Objectivité et impartialité? Quand l'enquêteur de la SQ dit «Nous, les policiers, on est honnêtes», on est de toute évidence un peu loin d'une vision objective et impartiale des choses. Je ne dis pas qu'il est plus objectif de considérer le clan du «Eux» comme d'innocentes victimes n'ayant rien à se reprocher - on sait que c'est faux. Certains des jeunes interpellés par les policiers le jour de la fusillade sont des membres de gangs de rue et avaient déjà eu des démêlés avec la justice. Mais lorsqu'un enquêteur soi-disant impartial déclare «Nous, les policiers, on est honnêtes», on a l'impression, une fois de plus, que ce sont ici les boys qui mènent une enquête sur les boys. Et que cette enquête, portée par un Nous solidaire et une vision manichéenne des choses, vise précisément à empêcher tout risque de condamnation pour un membre de la confrérie. Car comment expliquer autrement le fait que les méthodes employées soient si différentes selon qu'on soit en présence d'un simple citoyen ou d'un policier?

Jusqu'à présent, l'enquête du coroner a permis de montrer très clairement le traitement différent auquel policiers et jeunes témoins ont eu droit. Du côté des citoyens témoins, on a pris soin de les séparer dans les minutes qui ont suivi le drame pour éviter qu'ils ne se «contaminent», comme disent les policiers (c'est-à-dire qu'ils accordent leurs versions). On s'est aussi empressé de les interroger rapidement, alors que certains étaient encore sur leur lit d'hôpital.

Du côté de l'honnête Nous, on n'a rien fait de tout cela. On n'a pas craint la «contamination». On a laissé les deux policiers prendre la même ambulance en compagnie de leur délégué syndical. Et l'enquêteur responsable de l'affaire n'a, à aucun moment, interrogé les deux policiers. Il a préféré se contenter de ce qu'il a appelé la «version pure» donnée par écrit par les policiers. Pure et sans aucun risque de contamination, bien sûr. Parce que «nous, les policiers, on est honnêtes».
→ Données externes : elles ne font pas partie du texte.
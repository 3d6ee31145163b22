//! # gatehouse-security
//!
//! Request security gating for the gatehouse host plugin. Scans inbound
//! parameters for script injection, drives the progressive lockout state
//! machine against the host's attempt ledger, and hardens plain page
//! responses.

pub mod config;
pub mod middleware;

// Re-export main types
pub use config::GateConfig;
pub use middleware::gate::{GateOutcome, GateRequest, RouteClassifier, SecurityGate};
pub use middleware::security_headers::{SecurityHeaders, SecurityHeadersConfig};

/// Common result type for security operations
pub type SecurityResult<T> = Result<T, SecurityError>;

/// Security-related errors
#[derive(thiserror::Error, Debug)]
pub enum SecurityError {
    #[error("Invalid scan pattern '{pattern}': {message}")]
    InvalidPattern { pattern: String, message: String },

    #[error("Configuration error: {message}")]
    ConfigError { message: String },
}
C'est ainsi que par un jeu de téléphone arabe, l'enquête menée par la SQ a démarré sur des bases erronées. Après le drame, des gens du SPVM ont dit à l'enquêteur que les policiers avaient été encerclés, jetés au sol et étranglés par les jeunes. Or, aucun de ces faits n'a été confirmé par l'enquête, a reconnu l'enquêteur Duchesne.

Comment peut-on mener une enquête rigoureuse sans même interroger les acteurs principaux du drame? Sans même leur poser une seule question? L'enquêteur de la SQ a invoqué les articles 262 et 263 de la Loi sur la police. Selon lui, cette loi lui commandait d'attendre le rapport écrit des deux policiers sans poser de questions. Il ne voulait pas brûler les étapes, dit-il.
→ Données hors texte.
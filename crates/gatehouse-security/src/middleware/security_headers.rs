//! Hardened response headers
//!
//! Applied to plain page renders that pass the gate: disable response
//! caching and MIME sniffing. Redirects and async rejections are left
//! alone.

use serde::{Deserialize, Serialize};

/// Hardened-header configuration
#[derive(Debug, Clone, Serialize, Deserialize)]
pub struct SecurityHeadersConfig {
    /// Cache-Control header
    pub cache_control: Option<String>,

    /// Pragma header (legacy no-cache)
    pub pragma: Option<String>,

    /// X-XSS-Protection header
    pub x_xss_protection: Option<String>,

    /// X-Content-Type-Options header
    pub x_content_type_options: Option<String>,
}

impl Default for SecurityHeadersConfig {
    fn default() -> Self {
        Self {
            cache_control: Some("no-store".to_string()),
            pragma: Some("no-cache".to_string()),
            x_xss_protection: Some("1".to_string()),
            x_content_type_options: Some("nosniff".to_string()),
        }
    }
}

/// Applies hardened headers to outgoing page responses.
#[derive(Debug, Clone, Default)]
pub struct SecurityHeaders {
    config: SecurityHeadersConfig,
}

impl SecurityHeaders {
    /// Create with a custom configuration
    pub fn new(config: SecurityHeadersConfig) -> Self {
        Self { config }
    }

    /// The header pairs to set on a plain page response.
    pub fn header_pairs(&self) -> Vec<(&'static str, String)> {
        let mut headers = Vec::new();
        if let Some(ref cache_control) = self.config.cache_control {
            headers.push(("Cache-Control", cache_control.clone()));
        }
        if let Some(ref pragma) = self.config.pragma {
            headers.push(("Pragma", pragma.clone()));
        }
        if let Some(ref xxp) = self.config.x_xss_protection {
            headers.push(("X-XSS-Protection", xxp.clone()));
        }
        if let Some(ref xcto) = self.config.x_content_type_options {
            headers.push(("X-Content-Type-Options", xcto.clone()));
        }
        headers
    }

    /// Apply the hardened headers to a host-supplied header list.
    pub fn apply(&self, headers: &mut Vec<(String, String)>) {
        for (name, value) in self.header_pairs() {
            headers.push((name.to_string(), value));
        }
    }
}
S'il est vrai que la loi exige qu'un policier, dans ce genre de situation, fournisse une déclaration écrite et signée, elle n'interdit pas pour autant à l'enquêteur d'interroger le policier. Cela dit, comme l'a lui-même souligné l'enquêteur Duchesne, même s'il avait voulu interroger les policiers, ceux-ci se seraient sans doute prévalus de leur droit au silence et on n'aurait pas été plus avancés.

Alors que faire dans un cas comme celui-là? Une solution consisterait à déposséder les policiers de leur droit au silence lorsqu'ils font des gestes dans l'exécution de leurs fonctions, même si ces gestes sont de nature à entraîner des accusations criminelles. Comme les policiers jouissent de pouvoirs exceptionnels en matière d'utilisation de la force, on pourrait exiger d'eux, par souci d'équité, des devoirs exceptionnels. Le devoir de rendre compte de la manière dont ils utilisent leur pouvoir. Impopulaire auprès des policiers, cette mesure exceptionnelle aurait le mérite de dissiper cette perception selon laquelle les policiers jouissent de l'impunité.

En soulevant ce genre de questions, on comprend que l'enquête publique sur les causes et les circonstances du décès de Fredy Villanueva ne concerne pas que la famille du disparu. De façon plus large, il y est forcément aussi question de l'impartialité du système de justice, de la conduite des policiers dans les quartiers défavorisés où sévissent des gangs de rue et des relations entre «Nous, les policiers» et «Eux, les minorités». Et on aurait tort de croire que les enjeux - la justice et la paix sociales - ne concernent que l'arrondissement de Montréal-Nord.